Abstract: SA-PO1015

Pseudo-Anion-Gap Metabolic Acidosis from Severe Hypertriglyceridemia Corrected by Plasma Exchange: A Case Series

Session Information

Category: Nephrology Education

  • 1302 Fellows and Residents Case Reports

Authors

  • Ludwig, John Travis, Rush University Medical Center, Chicago, Illinois, United States
  • Carag, Charissa Marie R., Rush University Medical Center, Chicago, Illinois, United States
  • Behara, Venkata R., NANI (Nephrology Associates of Northern Illinois), Mt. Prospect, Illinois, United States
  • Baxi, Pravir V., Rush University Medical Center, Chicago, Illinois, United States
  • Gashti, Casey N., Rush University Medical Center, Chicago, Illinois, United States
Background

A link between severe hypertriglyceridemia (H-TG) and falsely low or even unmeasurable serum bicarbonate ([HCO3]), known as pseudo-hypobicarbonatemia, has been reported. This is believed to be due to interference by serum triglycerides (TG) - typically >1000 mg/dL - when the commonly used enzymatic assay is utilized for [HCO3] measurement. When the [HCO3] is calculated using an ABG machine, the value is near normal. Chloride measurements are not affected by the TG level. This could lead to the misdiagnosis of a severe anion-gap metabolic acidosis, resulting in an extensive work-up that would typically include expensive toxicology screening.

Methods

We report a series of 4 pts with pseudo-hypobicarbonatemia associated with severe H-TG (Tab. 1). All TG values were >2000 mg/dl and each pt had lipemic serum. All pts had a measured serum [HCO3] of ≤ 6 mmol/L and an elevated anion gap (AG). The calculated [HCO3] from a simultaneous blood sample run using a blood gas machine was 15-27 mmol/L with a pH in the normal range. 3 of the 4 pts presented with acute pancreatitis from H-TG and received 1-3 membrane based therapeutic plasma exchange (TPE) treatments with immediate improvement in TG levels. The 4th pt had discontinuation of PEG-L-asparaginase, known to cause H-TG, and did not require TPE. In each case the serum [HCO3] normalized after lowering of H-TG with a simultaneous resolution of the elevated AG.

Conclusion

Pseudo-anion-gap metabolic acidosis is a laboratory phenomenon seen when severe H-TG interferes with the normal enzymatic measurement of the [HCO3]. The calculated [HCO3] is not affected when determined using a blood gas analysis machine.
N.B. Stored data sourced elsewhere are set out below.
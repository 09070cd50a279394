//! Integration tests for bean-import

use bean_import::{
    run_import, ImportConfig, ImportError, ImportResult, ImportStats, Importer, LedgerSnapshot,
    OfxReader, PendingResolver, Prompter, Question, ReconcileTarget, Reply, ScriptedPrompter,
    Statement, StatementReader, TransactionRecord,
};
use bigdecimal::BigDecimal;
use chrono::NaiveDate;
use std::fs;
use std::path::PathBuf;
use std::str::FromStr;
use tempfile::TempDir;

fn ofx(transactions: &[(&str, &str, &str, &str)]) -> String {
    let mut body = String::new();
    for (fitid, posted, name, amount) in transactions {
        body.push_str(&format!(
            "<STMTTRN>\n<TRNTYPE>OTHER\n<DTPOSTED>{}\n<TRNAMT>{}\n<FITID>{}\n<NAME>{}\n</STMTTRN>\n",
            posted, amount, fitid, name
        ));
    }
    format!(
        "OFXHEADER:100\nDATA:OFXSGML\nVERSION:102\n\n<OFX>\n<BANKMSGSRSV1>\n<STMTTRNRS>\n<STMTRS>\n\
         <CURDEF>USD\n<BANKACCTFROM>\n<ACCTID>12345678\n</BANKACCTFROM>\n<BANKTRANLIST>\n{}\
         </BANKTRANLIST>\n</STMTRS>\n</STMTTRNRS>\n</BANKMSGSRSV1>\n</OFX>\n",
        body
    )
}

fn record(id: &str, day: u32, payee: &str, amount: &str) -> TransactionRecord {
    TransactionRecord::new(
        id.to_string(),
        NaiveDate::from_ymd_opt(2024, 3, day).unwrap(),
        payee.to_string(),
        BigDecimal::from_str(amount).unwrap(),
    )
}

struct Workspace {
    dir: TempDir,
}

impl Workspace {
    fn new(ledger: &str) -> Self {
        let dir = TempDir::new().unwrap();
        fs::write(dir.path().join("main.bean"), ledger).unwrap();
        Self { dir }
    }

    fn path(&self, name: &str) -> PathBuf {
        self.dir.path().join(name)
    }

    fn ledger(&self) -> String {
        fs::read_to_string(self.path("main.bean")).unwrap()
    }

    fn config(&self) -> ImportConfig {
        ImportConfig::new(self.path("bank.ofx"), self.path("main.bean"))
            .with_payees(self.path("payees.json"))
            .with_default_currency_only(true)
    }
}

/// Scripted answers; someone else breaks the ledger while question `at` waits
struct LedgerBreaker {
    script: ScriptedPrompter,
    ledger: PathBuf,
    at: usize,
}

impl Prompter for LedgerBreaker {
    fn ask(&mut self, question: &Question) -> ImportResult<Reply> {
        if self.script.asked.len() == self.at {
            let text = fs::read_to_string(&self.ledger).unwrap();
            fs::write(&self.ledger, text.replace("2024-03-08", "2024-13-08")).unwrap();
        }
        self.script.ask(question)
    }

    fn say(&mut self, message: &str) {
        self.script.say(message);
    }

    fn warn(&mut self, message: &str) {
        self.script.warn(message);
    }
}

const CHECKING_LEDGER: &str = r#"option "operating_currency" "USD"

2024-01-01 open Assets:Checking USD
  accid: "12345678"
2024-01-01 open Expenses:Shopping
2024-01-01 open Expenses:Food

2024-03-08 * "Grocer" "Weekly shop"
  Expenses:Food  20.00 USD
  Assets:Checking  -20.00 USD
"#;

#[test]
fn test_complete_import_workflow() {
    let ws = Workspace::new(CHECKING_LEDGER);
    fs::write(
        ws.path("bank.ofx"),
        ofx(&[
            ("1001", "20240305", "ACME", "-42.50"),
            ("1002", "20240308120000", "GROCER", "-20.00"),
        ]),
    )
    .unwrap();
    let config = ws.config().with_output(ws.path("main.bean"));

    let prompter = ScriptedPrompter::new([
        // 1001: insert, rename the payee, one posting for the full amount
        "i",
        "Acme Corp",
        "Expenses:Shopping",
        "",
        "s",
        // 1002: reconcile against the existing entry, keep the payee
        "r",
        "",
        "",
        "s",
    ]);

    let report = run_import(&config, &OfxReader::new(), prompter).unwrap();

    assert_eq!(
        report.stats,
        ImportStats {
            reconciled: 1,
            inserted: 1,
            skipped: 0,
            failed: 0
        }
    );
    assert!(report.output.is_none());
    assert_eq!(
        ws.ledger(),
        r#"option "operating_currency" "USD"

2024-01-01 open Assets:Checking USD
  accid: "12345678"
2024-01-01 open Expenses:Shopping
2024-01-01 open Expenses:Food

2024-03-08 * "Grocer" "Weekly shop"
  Expenses:Food  20.00 USD
  Assets:Checking  -20.00 USD
    rec: "1002"

2024-03-05 * "Acme Corp" ""
  Expenses:Shopping  42.50 USD
  Assets:Checking  -42.50 USD
    rec: "1001"
"#
    );
    assert_eq!(
        fs::read_to_string(ws.path("payees.json")).unwrap(),
        "{\n    \"ACME\": \"Acme Corp\"\n}\n"
    );

    // every committed entry balances against its bank amount
    let snapshot = LedgerSnapshot::load(&ws.path("main.bean")).unwrap();
    for entry in &snapshot.entries {
        assert!(entry.is_balanced());
    }
    assert_eq!(
        snapshot.entries[1].positive_total(),
        BigDecimal::from_str("42.50").unwrap()
    );
}

#[test]
fn test_committed_records_are_never_pending_again() {
    let ws = Workspace::new(CHECKING_LEDGER);
    fs::write(
        ws.path("bank.ofx"),
        ofx(&[("1001", "20240305", "ACME", "-42.50")]),
    )
    .unwrap();
    let config = ws.config().with_output(ws.path("main.bean"));

    let first = ScriptedPrompter::new(["i", "", "Expenses:Shopping", "", "s"]);
    let report = run_import(&config, &OfxReader::new(), first).unwrap();
    assert_eq!(report.stats.inserted, 1);

    let statement = OfxReader::new().read(&ws.path("bank.ofx")).unwrap();
    let mut importer =
        Importer::from_config(&config, &statement, ScriptedPrompter::new(Vec::<String>::new()))
            .unwrap();
    let stats = importer.run(&statement.transactions).unwrap();

    assert_eq!(stats, ImportStats::default());
    assert_eq!(
        importer.prompter().warned,
        vec!["No pending transactions found".to_string()]
    );

    let target = ReconcileTarget::new("Assets:Checking");
    let resolver = PendingResolver::new(&target);
    let snapshot = LedgerSnapshot::load(&ws.path("main.bean")).unwrap();
    assert!(resolver
        .resolve(&statement.transactions, &snapshot.entries)
        .is_empty());
}

#[test]
fn test_reload_after_span_grows() {
    let ws = Workspace::new(
        r#"option "operating_currency" "USD"

2024-03-01 * "Shop" "One"
  Expenses:Food  10.00 USD
  Assets:Checking  -10.00 USD

2024-03-02 * "Shop" "Two"
  Expenses:Food  5.00 USD
  Assets:Checking  -5.00 USD
"#,
    );
    let statement = Statement {
        account_id: "999".to_string(),
        currency: None,
        transactions: vec![
            record("2001", 1, "Shop", "-10.00"),
            record("2002", 2, "Shop", "-5.00"),
        ],
    };
    let config = ws.config().with_account("Assets:Checking");
    let prompter = ScriptedPrompter::new([
        // 2001: reconcile, then split the entry over two expense accounts
        "r",
        "",
        "",
        "o",
        "Expenses:Food",
        "6",
        "Expenses:Home",
        "",
        "s",
        // 2002: plain reconcile of the entry that moved down two lines
        "r",
        "",
        "",
        "s",
    ]);

    let mut importer = Importer::from_config(&config, &statement, prompter).unwrap();
    let stats = importer.run(&statement.transactions).unwrap();

    assert_eq!(stats.reconciled, 2);
    assert_eq!(importer.index().generation(), 1);
    assert_eq!(
        ws.ledger(),
        r#"option "operating_currency" "USD"

2024-03-01 * "Shop" "One"
  Expenses:Food  6.00 USD
  Expenses:Home  4.00 USD
  Assets:Checking  -10.00 USD
    rec: "2001"

2024-03-02 * "Shop" "Two"
  Expenses:Food  5.00 USD
  Assets:Checking  -5.00 USD
    rec: "2002"
"#
    );
}

#[test]
fn test_out_of_band_edit_fails_only_that_record() {
    let ws = Workspace::new(CHECKING_LEDGER);
    let statement = Statement {
        account_id: "12345678".to_string(),
        currency: Some("USD".to_string()),
        transactions: vec![
            record("1002", 8, "GROCER", "-20.00"),
            record("1003", 9, "CAFE", "-3.00"),
        ],
    };
    let prompter = ScriptedPrompter::new(["r", "", "", "s", "s"]);
    let mut importer = Importer::from_config(&ws.config(), &statement, prompter).unwrap();

    let edited = ws.ledger().replace("Weekly shop", "Edited elsewhere");
    fs::write(ws.path("main.bean"), &edited).unwrap();

    let stats = importer.run(&statement.transactions).unwrap();

    assert_eq!(stats.failed, 1);
    assert_eq!(stats.skipped, 1);
    assert_eq!(ws.ledger(), edited);
    assert!(importer
        .prompter()
        .warned
        .iter()
        .any(|w| w.starts_with("1002 left unresolved")));
}

#[test]
fn test_reconcile_keeps_comments() {
    let ledger = r#"option "operating_currency" "USD"

2024-03-08 * "Diner"
  ; receipt in drawer 4
  Expenses:Food  10.00 USD ; lunch with Bob
  Assets:Checking
"#;
    let ws = Workspace::new(ledger);
    let statement = Statement {
        account_id: "999".to_string(),
        currency: None,
        transactions: vec![record("1001", 8, "DINER", "-10.00")],
    };
    let config = ws.config().with_account("Assets:Checking");
    let prompter = ScriptedPrompter::new(["r", "", "", "s"]);

    let mut importer = Importer::from_config(&config, &statement, prompter).unwrap();
    let stats = importer.run(&statement.transactions).unwrap();

    assert_eq!(stats.reconciled, 1);
    assert_eq!(ws.ledger(), format!("{}    rec: \"1001\"\n", ledger));
}

#[test]
fn test_refused_write_reloads_before_next_record() {
    let ledger = r#"option "operating_currency" "USD"

2024-03-01 * "Shop" "One"
  Expenses:Food  10.00 USD
  Assets:Checking  -10.00 USD

2024-03-02 * "Shop" "Two"
  Expenses:Food  5.00 USD
  Assets:Checking  -5.00 USD
"#;
    let ws = Workspace::new(ledger);
    let statement = Statement {
        account_id: "999".to_string(),
        currency: None,
        transactions: vec![
            record("2001", 1, "Shop", "-10.00"),
            record("2002", 2, "Shop", "-5.00"),
        ],
    };
    let config = ws.config().with_account("Assets:Checking");
    let prompter = ScriptedPrompter::new(["r", "", "", "s", "r", "", "", "s"]);
    let mut importer = Importer::from_config(&config, &statement, prompter).unwrap();

    let shifted = format!("; header\n{}", ledger);
    fs::write(ws.path("main.bean"), &shifted).unwrap();

    let stats = importer.run(&statement.transactions).unwrap();

    assert_eq!(stats.failed, 1);
    assert_eq!(stats.reconciled, 1);
    assert_eq!(importer.index().generation(), 1);
    assert!(importer
        .prompter()
        .warned
        .iter()
        .any(|w| w.starts_with("2001 left unresolved")));
    assert_eq!(
        ws.ledger(),
        format!("{}    rec: \"2002\"\n", shifted)
    );
}

#[test]
fn test_interrupted_run_keeps_buffered_entries() {
    let ws = Workspace::new(CHECKING_LEDGER);
    fs::write(
        ws.path("bank.ofx"),
        ofx(&[
            ("1001", "20240305", "ACME", "-42.50"),
            ("1002", "20240308", "GROCER", "-20.00"),
            ("1003", "20240309", "CAFE", "-3.00"),
        ]),
    )
    .unwrap();
    let prompter = LedgerBreaker {
        script: ScriptedPrompter::new([
            // 1001: insert into the buffer
            "i",
            "",
            "Expenses:Shopping",
            "",
            "s",
            // 1002: the ledger breaks while choosing the entry
            "r",
            "",
            "",
            "s",
        ]),
        ledger: ws.path("main.bean"),
        at: 7,
    };

    match run_import(&ws.config(), &OfxReader::new(), prompter) {
        Err(ImportError::Interrupted { error, output }) => {
            assert!(matches!(*error, ImportError::Parse { .. }));
            assert!(error.is_fatal());
            let output = output.unwrap();
            assert!(output.contains("2024-03-05 * \"ACME\" \"\""));
            assert!(output.contains("rec: \"1001\""));
        }
        _ => panic!("expected an interrupted run"),
    }
}

#[test]
fn test_buffered_output_and_period() {
    let ws = Workspace::new(CHECKING_LEDGER);
    fs::write(
        ws.path("bank.ofx"),
        ofx(&[
            ("0900", "20240228", "OLD", "-1.00"),
            ("1001", "20240305", "ACME", "15"),
        ]),
    )
    .unwrap();
    let config = ws.config().with_period("2024-03".parse().unwrap());
    let prompter = ScriptedPrompter::new(["i", "", "Income:Refunds", "", "s"]);

    let report = run_import(&config, &OfxReader::new(), prompter).unwrap();

    assert_eq!(report.stats.inserted, 1);
    assert_eq!(
        report.output.as_deref(),
        Some(
            "\n2024-03-05 * \"ACME\" \"\"\n\
             \x20 Income:Refunds  -15.00 USD\n\
             \x20 Assets:Checking  15.00 USD\n\
             \x20   rec: \"1001\"\n"
        )
    );
    assert_eq!(ws.ledger(), CHECKING_LEDGER);
}

#[test]
fn test_fatal_configuration_errors() {
    let ws = Workspace::new(CHECKING_LEDGER);

    let err = run_import(&ws.config(), &OfxReader::new(), ScriptedPrompter::default()).unwrap_err();
    assert!(matches!(err, ImportError::InputNotFound(ref p) if p == &ws.path("bank.ofx")));

    let statement = Statement {
        account_id: "55555555".to_string(),
        currency: None,
        transactions: vec![record("1", 1, "A", "-1")],
    };
    let err = Importer::from_config(&ws.config(), &statement, ScriptedPrompter::default())
        .err()
        .unwrap();
    assert!(matches!(err, ImportError::Config(_)));

    fs::write(ws.path("broken.bean"), "2024-13-01 * \"Bad date\"\n").unwrap();
    let err = LedgerSnapshot::load(&ws.path("broken.bean")).unwrap_err();
    assert!(matches!(err, ImportError::Parse { .. }));
    assert!(err.is_fatal());
}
While this phenomenon has been previously described, this is the first report to demonstrate immediate resolution of the pseudo-anion-gap metabolic acidosis following aggressive lowering of the TG levels with TPE. Recognition of lipemic serum in the setting of an otherwise unexplained AG metabolic acidosis should prompt the clinician to get an ABG sample for true determination of the acid-base status. Doing so may avoid an extensive and expensive metabolic work-up.